Important
As a proof-of-concept, we applied Agent-as-a-Judge to code generation tasks using DevAI, a benchmark consisting of 55 realistic AI development tasks with 365 hierarchical user requirements. The results show that Agent-as-a-Judge significantly outperforms traditional evaluation methods, providing reliable reward signals for scalable self-improvement in agentic systems.
You can access the dataset on Hugging Face 🤗. Detailed usage instructions can be found in the guidelines.
DevAI consists of a curated set of 55 tasks, each structured to facilitate agentic AI development. Each task includes the following components:
- User Query: A plain text query describing the AI development task.
- Requirements: A set of 365 hierarchical requirements, with dependencies connecting them to other tasks.
- Preferences: A set of 125 optional preferences representing softer requirements.
The DevAI dataset is designed to evaluate agentic systems by giving them user queries and assessing how well they meet the specified requirements.
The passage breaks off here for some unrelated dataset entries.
use crate::env::Environment;
use anyhow::Result;
use std::io::{Read, Write};
use std::process::Stdio;

/// Conventional process exit code type used by this crate.
///
/// A value of 0 indicates success; any non-zero value indicates failure.
/// This mirrors the convention used by POSIX shells and many command-line tools.
pub type ExitCode = i32;

/// Abstraction over a readable input stream that can also be converted into
/// a [`Stdio`] handle for spawning external processes.
///
/// Implementors typically wrap standard input or a file. A blanket implementation
/// exists for any type that implements `Read` and `Into<Stdio>` (e.g. `File`).
pub trait Stdin: Read {
    /// Convert this input into a [`Stdio`] handle suitable for `std::process::Command`.
    fn stdio(self: Box<Self>) -> Stdio;
}

impl<T: Read + Into<Stdio>> Stdin for T {
    fn stdio(self: Box<Self>) -> Stdio {
        (*self).into()
    }
}

/// Abstraction over a writable output stream that can also be converted into
/// a [`Stdio`] handle for spawning external processes.
///
/// A blanket implementation exists for any type that implements `Write` and `Into<Stdio>`.
pub trait Stdout: Write {
    /// Convert this output into a [`Stdio`] handle suitable for `std::process::Command`.
    fn stdio(self: Box<Self>) -> Stdio;
}

impl<T: Write + Into<Stdio>> Stdout for T {
    fn stdio(self: Box<Self>) -> Stdio {
        (*self).into()
    }
}

/// A command implemented inside the shell process.
///
/// Handlers are registered once at startup and shared read-only afterwards,
/// hence the `Send + Sync` bound and the `&self` receiver.
pub trait Builtin: Send + Sync {
    /// Run the command with the given arguments.
    ///
    /// Output goes to `stdout`; failures are reported through the returned
    /// error and are shown to the user verbatim.
    fn execute(&self, args: &[String], stdout: &mut dyn Write, env: &mut Environment)
    -> Result<()>;

    /// Human readable usage text.
    fn help(&self) -> String;
}
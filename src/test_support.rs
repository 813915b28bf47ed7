use std::sync::{Mutex, MutexGuard, OnceLock};

/// Serializes tests that change the process-wide working directory.
pub(crate) fn lock_current_dir() -> MutexGuard<'static, ()> {
    static LOCK: OnceLock<Mutex<()>> = OnceLock::new();
    LOCK.get_or_init(|| Mutex::new(()))
        .lock()
        .unwrap_or_else(|poisoned| poisoned.into_inner())
}
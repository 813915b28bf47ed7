//! A small interactive shell with pipelines.
//!
//! A line is split into words (double quotes and backslash escapes keep
//! whitespace and `|` literal), parsed into a chain of [`Command`]s joined by
//! pipes and handed to the [`Executor`]. A lone command whose name is a
//! registered builtin runs in-process; everything else is spawned as external
//! processes wired stdout to stdin.
//!
//! [`Interpreter`] ties this together with a line editor, persistent
//! [`History`] and a configurable prompt.

pub mod builtin;
pub mod command;
mod completion;
pub mod env;
pub mod executor;
mod external;
pub mod history;
mod interpreter;
mod io_adapters;
mod lexer;
mod ls;
pub mod parser;
pub mod theme;

#[cfg(test)]
mod test_support;

pub use builtin::BuiltinRegistry;
pub use command::Builtin;
pub use env::Environment;
pub use executor::{ExecutionError, Executor};
pub use history::History;
pub use interpreter::{DEFAULT_PROMPT, Interpreter, LineError};
pub use parser::{Command, ParseError, parse};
Preferences serve as optional, softer evaluation criteria.
Each task is relatively small in scope but covers key AI development techniques, such as:
- Supervised Learning
- Reinforcement Learning
- Computer Vision
- Natural Language Processing
- Generative Models
These tasks simulate real-world problems that a research engineer might face, while also being computationally inexpensive—making them ideal for large-scale evaluations. The tasks are tagged across various AI fields, ensuring comprehensive evaluation coverage.
Tasks in DevAI are organized as a directed acyclic graph (DAG), where certain requirements depend on others being completed first. For example, visualizing results may depend on proper data loading and modeling. This structure ensures more detailed feedback than simple binary success metrics.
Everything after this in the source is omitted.